5-steps to earning more in your career

Posted On 12 Sep 2025

5-steps to earning more in your career

12 Sep 2025

Candidate Resource, Employer Resource, Interview Tips, On The Job, Popular Culture

Forget raises. In today’s workplace, shaped by AI and economic flux, the smart earners are rewriting the rules to earn more.

We’re taught to think of raises as the holy grail of career and financial success. Annual performance reviews. Awkward remuneration conversations. Hoping (and sometimes praying) that your hard work gets noticed. If this is your earning strategy, you’re already behind.

Forget the raise. In today’s workplace, shaped by AI and economic flux, the smart earners are rewriting the rules. We can’t say that raises don’t matter, but they’re no longer the most effective path to earning more. Here are the five savvy steps to get you closer to making more.

1. Ditch the illusion of linearity

Stay longer, get promoted, earn more. In today’s landscape, it doesn’t always work that way. Pay progression isn’t neatly tied to tenure, and loyalty alone no longer guarantees growth. So too, for following a traditional career path, the well-trodden graduate to partner/executive/C-suite path.

In the modern job economy, status has become more performative than financial. Earning more doesn’t follow a straight line, nor is it built on hierarchy. It’s built on leverage.

A linear mindset ignores lateral moves and misses cross-industry opportunities, often with a significant financial upside. With global skills shortage, never have employees with in-demand skills held such a financial strategic advantage. But be smart: this is not an endorsement for job-hopping. Tenure is still important when in conjunction with in-demand skills. This combination can make you exponentially more valuable, opening doors to equity options and lucrative bonus structures.

2. Flip your view of a raise

A raise isn’t the only way to take home more pay: consider additional retirement contributions, performance bonuses, opportunities for upskilling, flexible work arrangements, or additional leave entitlements. These benefits have lower immediate costs to your employer, but compound your long-term opportunity for financial gain.

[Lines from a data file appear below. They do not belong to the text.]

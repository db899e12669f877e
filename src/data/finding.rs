//! Finding types produced by analyzers.

use std::fmt;

use serde::{Deserialize, Serialize};

/// Path used by findings that concern a whole analyzer run rather than a file.
pub const ROOT_ARTIFACT: &str = ".";

/// Severity of a finding, ordered `Nit < Low < Med < High < Blocker`.
#[derive(Debug, Clone, Copy, PartialEq, Eq, PartialOrd, Ord, Hash, Serialize, Deserialize)]
#[serde(rename_all = "lowercase")]
pub enum Severity {
    /// Cosmetic.
    Nit,
    /// Minor.
    Low,
    /// Worth addressing before or soon after merge.
    Med,
    /// Should be fixed before merge.
    High,
    /// Must not merge.
    Blocker,
}

impl Severity {
    /// All severities from most to least severe.
    pub const DESCENDING: [Self; 5] = [Self::Blocker, Self::High, Self::Med, Self::Low, Self::Nit];
}

impl fmt::Display for Severity {
    fn fmt(&self, f: &mut fmt::Formatter<'_>) -> fmt::Result {
        match self {
            Self::Blocker => write!(f, "BLOCKER"),
            Self::High => write!(f, "HIGH"),
            Self::Med => write!(f, "MED"),
            Self::Low => write!(f, "LOW"),
            Self::Nit => write!(f, "NIT"),
        }
    }
}

impl std::str::FromStr for Severity {
    type Err = String;

    fn from_str(s: &str) -> Result<Self, Self::Err> {
        match s.to_lowercase().as_str() {
            "blocker" | "critical" => Ok(Self::Blocker),
            "high" => Ok(Self::High),
            "med" | "medium" => Ok(Self::Med),
            "low" => Ok(Self::Low),
            "nit" => Ok(Self::Nit),
            other => Err(format!("unknown severity '{other}'")),
        }
    }
}

/// Confidence of a finding, ordered `Low < Med < High`.
#[derive(Debug, Clone, Copy, PartialEq, Eq, PartialOrd, Ord, Hash, Serialize, Deserialize)]
#[serde(rename_all = "lowercase")]
pub enum Confidence {
    /// Speculative.
    Low,
    /// Likely.
    Med,
    /// Certain.
    High,
}

impl fmt::Display for Confidence {
    fn fmt(&self, f: &mut fmt::Formatter<'_>) -> fmt::Result {
        match self {
            Self::High => write!(f, "high"),
            Self::Med => write!(f, "med"),
            Self::Low => write!(f, "low"),
        }
    }
}

impl std::str::FromStr for Confidence {
    type Err = String;

    fn from_str(s: &str) -> Result<Self, Self::Err> {
        match s.to_lowercase().as_str() {
            "high" => Ok(Self::High),
            "med" | "medium" => Ok(Self::Med),
            "low" => Ok(Self::Low),
            other => Err(format!("unknown confidence '{other}'")),
        }
    }
}

/// Review domain an analyzer covers.
#[derive(Debug, Clone, Copy, PartialEq, Eq, PartialOrd, Ord, Hash, Serialize, Deserialize)]
#[serde(rename_all = "kebab-case")]
pub enum Category {
    /// Module boundaries, layering, coupling.
    Architecture,
    /// Vulnerabilities and secrets.
    Security,
    /// Runtime cost and hot paths.
    Performance,
    /// Logic errors.
    Correctness,
    /// Cloud and infrastructure spend.
    Cost,
    /// Personal data handling.
    Privacy,
    /// Infrastructure definitions.
    Infra,
    /// Build and pipeline configuration.
    Ci,
    /// Accessibility of user interfaces.
    Accessibility,
    /// Logging, metrics, tracing.
    Observability,
    /// Readability and upkeep.
    Maintainability,
    /// User-facing wording.
    UxCopy,
}

impl Category {
    /// Every category in declaration order.
    pub const ALL: [Self; 12] = [
        Self::Architecture,
        Self::Security,
        Self::Performance,
        Self::Correctness,
        Self::Cost,
        Self::Privacy,
        Self::Infra,
        Self::Ci,
        Self::Accessibility,
        Self::Observability,
        Self::Maintainability,
        Self::UxCopy,
    ];

    /// Returns the kebab-case name.
    pub fn as_str(self) -> &'static str {
        match self {
            Self::Architecture => "architecture",
            Self::Security => "security",
            Self::Performance => "performance",
            Self::Correctness => "correctness",
            Self::Cost => "cost",
            Self::Privacy => "privacy",
            Self::Infra => "infra",
            Self::Ci => "ci",
            Self::Accessibility => "accessibility",
            Self::Observability => "observability",
            Self::Maintainability => "maintainability",
            Self::UxCopy => "ux-copy",
        }
    }
}

impl fmt::Display for Category {
    fn fmt(&self, f: &mut fmt::Formatter<'_>) -> fmt::Result {
        f.write_str(self.as_str())
    }
}

impl std::str::FromStr for Category {
    type Err = String;

    fn from_str(s: &str) -> Result<Self, Self::Err> {
        let lower = s.to_lowercase();
        Self::ALL
            .into_iter()
            .find(|c| c.as_str() == lower)
            .ok_or_else(|| format!("unknown category '{s}'"))
    }
}

/// One reported issue.
///
/// Severity and confidence are plain fields rather than options, so a
/// finding can never be half-classified.
#[derive(Debug, Clone, PartialEq, Eq, Serialize, Deserialize)]
pub struct Finding {
    /// Id of the analyzer that produced the finding.
    pub analyzer_id: String,
    /// Category of that analyzer.
    pub category: Category,
    /// Repository-relative path, or [`ROOT_ARTIFACT`].
    pub artifact_path: String,
    /// First line, absent for file-level findings.
    #[serde(default, skip_serializing_if = "Option::is_none")]
    pub line_start: Option<u32>,
    /// Last line, absent for file-level findings.
    #[serde(default, skip_serializing_if = "Option::is_none")]
    pub line_end: Option<u32>,
    /// Severity.
    pub severity: Severity,
    /// Confidence.
    pub confidence: Confidence,
    /// Short title.
    pub title: String,
    /// Verbatim snippet or reference backing the finding.
    pub evidence: String,
    /// Suggested fix.
    #[serde(default, skip_serializing_if = "Option::is_none")]
    pub remediation_hint: Option<String>,
}

impl Finding {
    /// Creates a file-level finding.
    pub fn new(
        analyzer_id: impl Into<String>,
        category: Category,
        artifact_path: impl Into<String>,
        severity: Severity,
        confidence: Confidence,
        title: impl Into<String>,
    ) -> Self {
        Self {
            analyzer_id: analyzer_id.into(),
            category,
            artifact_path: artifact_path.into(),
            line_start: None,
            line_end: None,
            severity,
            confidence,
            title: title.into(),
            evidence: String::new(),
            remediation_hint: None,
        }
    }

    /// Anchors the finding to a line span.
    #[must_use]
    pub fn at_lines(mut self, start: u32, end: u32) -> Self {
        self.line_start = Some(start.min(end));
        self.line_end = Some(start.max(end));
        self
    }

    /// Anchors the finding to one line.
    #[must_use]
    pub fn at_line(self, line: u32) -> Self {
        self.at_lines(line, line)
    }

    /// Sets the evidence.
    #[must_use]
    pub fn with_evidence(mut self, evidence: impl Into<String>) -> Self {
        self.evidence = evidence.into();
        self
    }

    /// Sets the remediation hint.
    #[must_use]
    pub fn with_remediation(mut self, hint: impl Into<String>) -> Self {
        self.remediation_hint = Some(hint.into());
        self
    }

    /// Returns `true` for findings tied to a single file.
    pub fn is_file_scoped(&self) -> bool {
        self.artifact_path != ROOT_ARTIFACT
    }

    /// Formats the location as `path`, `path:line` or `path:start-end`.
    pub fn location(&self) -> String {
        match (self.line_start, self.line_end) {
            (Some(start), Some(end)) if start != end => {
                format!("{}:{start}-{end}", self.artifact_path)
            }
            (Some(start), _) => format!("{}:{start}", self.artifact_path),
            _ => self.artifact_path.clone(),
        }
    }
}
//! Data model shared by every stage of a review run.

pub mod artifact;
pub mod finding;
pub mod report;
pub mod scope;
pub mod yaml;

pub use artifact::{coalesce_ranges, ArtifactRef, ChangeKind, ChangedFile, LineRange};
pub use finding::{Category, Confidence, Finding, Severity, ROOT_ARTIFACT};
pub use report::{
    AggregatedResult, AnalyzerRun, Decision, FindingRef, OutputFormat, PolicyRule, Rationale,
    Recommendation, ReviewReport, RunStatus,
};
pub use scope::{Scope, ScopeRequest};
pub use yaml::to_yaml;
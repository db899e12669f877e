//! In-memory repository backend for tests and embedding callers.

use std::collections::{BTreeMap, HashMap};
use std::sync::atomic::{AtomicBool, Ordering};

use anyhow::{anyhow, bail, Result};

use crate::data::ChangedFile;
use crate::git::RepositoryQuery;

/// Repository backed by fixed data.
///
/// `files` plays the role of both the tracked tree and the working tree;
/// per-revision contents can be layered on with [`with_revision_file`].
///
/// [`with_revision_file`]: Self::with_revision_file
#[derive(Debug, Default)]
pub struct InMemoryRepository {
    files: BTreeMap<String, Vec<u8>>,
    revision_files: HashMap<(String, String), Vec<u8>>,
    diffs: HashMap<(String, String), Vec<ChangedFile>>,
    worktree: Vec<ChangedFile>,
    unavailable: AtomicBool,
}

impl InMemoryRepository {
    /// Creates an empty repository.
    pub fn new() -> Self {
        Self::default()
    }

    /// Adds a tracked file.
    #[must_use]
    pub fn with_file(mut self, path: impl Into<String>, content: impl Into<Vec<u8>>) -> Self {
        self.files.insert(path.into(), content.into());
        self
    }

    /// Adds a file content visible only at `rev`.
    #[must_use]
    pub fn with_revision_file(
        mut self,
        rev: impl Into<String>,
        path: impl Into<String>,
        content: impl Into<Vec<u8>>,
    ) -> Self {
        self.revision_files
            .insert((rev.into(), path.into()), content.into());
        self
    }

    /// Registers the changes reported for `base..head`.
    #[must_use]
    pub fn with_diff(
        mut self,
        base: impl Into<String>,
        head: impl Into<String>,
        changes: Vec<ChangedFile>,
    ) -> Self {
        self.diffs.insert((base.into(), head.into()), changes);
        self
    }

    /// Registers the working-tree changes.
    #[must_use]
    pub fn with_worktree(mut self, changes: Vec<ChangedFile>) -> Self {
        self.worktree = changes;
        self
    }

    /// Makes every subsequent query fail.
    pub fn set_unavailable(&self, unavailable: bool) {
        self.unavailable.store(unavailable, Ordering::SeqCst);
    }

    fn ensure_available(&self) -> Result<()> {
        if self.unavailable.load(Ordering::SeqCst) {
            bail!("repository backend is offline");
        }
        Ok(())
    }
}

impl RepositoryQuery for InMemoryRepository {
    fn list_changed_files(&self, base_ref: &str, head_ref: &str) -> Result<Vec<ChangedFile>> {
        self.ensure_available()?;
        self.diffs
            .get(&(base_ref.to_string(), head_ref.to_string()))
            .cloned()
            .ok_or_else(|| anyhow!("Failed to resolve revision range: {base_ref}..{head_ref}"))
    }

    fn list_all_files(&self) -> Result<Vec<String>> {
        self.ensure_available()?;
        Ok(self.files.keys().cloned().collect())
    }

    fn read_file(&self, path: &str) -> Result<Vec<u8>> {
        self.ensure_available()?;
        self.files
            .get(path)
            .cloned()
            .ok_or_else(|| anyhow!("Failed to read file: {path}"))
    }

    fn list_worktree_changes(&self) -> Result<Vec<ChangedFile>> {
        self.ensure_available()?;
        Ok(self.worktree.clone())
    }

    fn read_file_at(&self, rev: &str, path: &str) -> Result<Vec<u8>> {
        self.ensure_available()?;
        match self.revision_files.get(&(rev.to_string(), path.to_string())) {
            Some(content) => Ok(content.clone()),
            None => self.read_file(path),
        }
    }
}
//! Glob matching over repository-relative paths.

use globset::{Glob, GlobSet, GlobSetBuilder};

/// A glob that failed to parse.
#[derive(Debug)]
pub struct InvalidGlob {
    /// The offending pattern as given.
    pub pattern: String,
    /// Parse error.
    pub source: globset::Error,
}

/// Set of globs; an empty set matches every path.
#[derive(Debug, Clone)]
pub struct PathMatcher {
    set: Option<GlobSet>,
}

impl PathMatcher {
    /// Compiles `patterns`, ignoring blank entries.
    ///
    /// `dir/` matches everything below `dir`, and a pattern without glob
    /// metacharacters matches both the path itself and anything below it.
    /// `*` crosses directory separators, so `*.ts` matches `src/a.ts`.
    pub fn new<S: AsRef<str>>(patterns: &[S]) -> Result<Self, InvalidGlob> {
        let mut builder = GlobSetBuilder::new();
        let mut count = 0;

        for raw in patterns {
            let raw = raw.as_ref();
            let pattern = raw.trim().trim_start_matches("./");
            if pattern.is_empty() {
                continue;
            }

            for expanded in expand(pattern) {
                let glob = Glob::new(&expanded).map_err(|source| InvalidGlob {
                    pattern: raw.to_string(),
                    source,
                })?;
                builder.add(glob);
                count += 1;
            }
        }

        if count == 0 {
            return Ok(Self::any());
        }

        let set = builder.build().map_err(|source| InvalidGlob {
            pattern: patterns
                .iter()
                .map(|p| p.as_ref().to_string())
                .collect::<Vec<_>>()
                .join(", "),
            source,
        })?;
        Ok(Self { set: Some(set) })
    }

    /// Matcher that accepts every path.
    pub fn any() -> Self {
        Self { set: None }
    }

    /// Returns `true` when no pattern was given.
    pub fn is_unrestricted(&self) -> bool {
        self.set.is_none()
    }

    /// Returns `true` if `path` matches at least one pattern.
    pub fn matches(&self, path: &str) -> bool {
        match &self.set {
            Some(set) => set.is_match(path),
            None => true,
        }
    }
}

fn expand(pattern: &str) -> Vec<String> {
    if let Some(dir) = pattern.strip_suffix('/') {
        return vec![format!("{dir}/**")];
    }
    if pattern.contains(['*', '?', '[', '{']) {
        vec![pattern.to_string()]
    } else {
        vec![pattern.to_string(), format!("{pattern}/**")]
    }
}

#[cfg(test)]
#[allow(clippy::unwrap_used, clippy::expect_used)]
mod tests {
    use super::*;

    #[test]
    fn empty_patterns_match_everything() {
        let matcher = PathMatcher::new::<&str>(&[]).unwrap();
        assert!(matcher.is_unrestricted());
        assert!(matcher.matches("anything/at/all.rs"));

        let blanks = PathMatcher::new(&["", "  "]).unwrap();
        assert!(blanks.is_unrestricted());
    }

    #[test]
    fn star_crosses_directories() {
        let matcher = PathMatcher::new(&["*.ts"]).unwrap();
        assert!(matcher.matches("a.ts"));
        assert!(matcher.matches("src/deep/b.ts"));
        assert!(!matcher.matches("src/c.rs"));
    }

    #[test]
    fn directory_patterns() {
        let slash = PathMatcher::new(&["infra/"]).unwrap();
        assert!(slash.matches("infra/main.tf"));
        assert!(!slash.matches("src/infra.rs"));

        let literal = PathMatcher::new(&["./src"]).unwrap();
        assert!(literal.matches("src"));
        assert!(literal.matches("src/lib.rs"));
        assert!(!literal.matches("srcs/lib.rs"));
    }

    #[test]
    fn any_of_several_patterns() {
        let matcher = PathMatcher::new(&["*.tf", "Dockerfile"]).unwrap();
        assert!(matcher.matches("modules/vpc.tf"));
        assert!(matcher.matches("Dockerfile"));
        assert!(!matcher.matches("README.md"));
    }

    #[test]
    fn invalid_glob_reports_pattern() {
        let err = PathMatcher::new(&["src/[abc"]).unwrap_err();
        assert_eq!(err.pattern, "src/[abc");
    }
}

When no direct salary increases are on the table, employers are often relieved to meet you halfway. A collaborative, rather than adversarial, approach demonstrates strategic thinking, further reinforcing your position as a highvalue employee.

3. Revalue your contribution

Too many people expect that increases happen regularly and every year. They don’t. And when they do ask for more, it’s based on the increasing cost of living. Overall, these tactics yield crumbs.

Move beyond base-level expectations: you want the cake. Salary growth and negotiations follow transformation. Revisit what you have contributed in the last 12 months and quantify it into a measurable business impact. Is it cost savings, revenue generation, value creation, new efficiencies, or some kind of innovation?  If you can, put a dollar amount on it. And from now on, commit to a monthly log of contribution and value creation—and take it with you for next year’s salary discussions. Make a compelling business case based on data and the market, not opinion, helping you pitch confidently rather than passively.

4. Look for multiple income streams

This is not a second job or building on your portfolio. This is a long game, being entrepreneurial with your skills within your existing professional framework.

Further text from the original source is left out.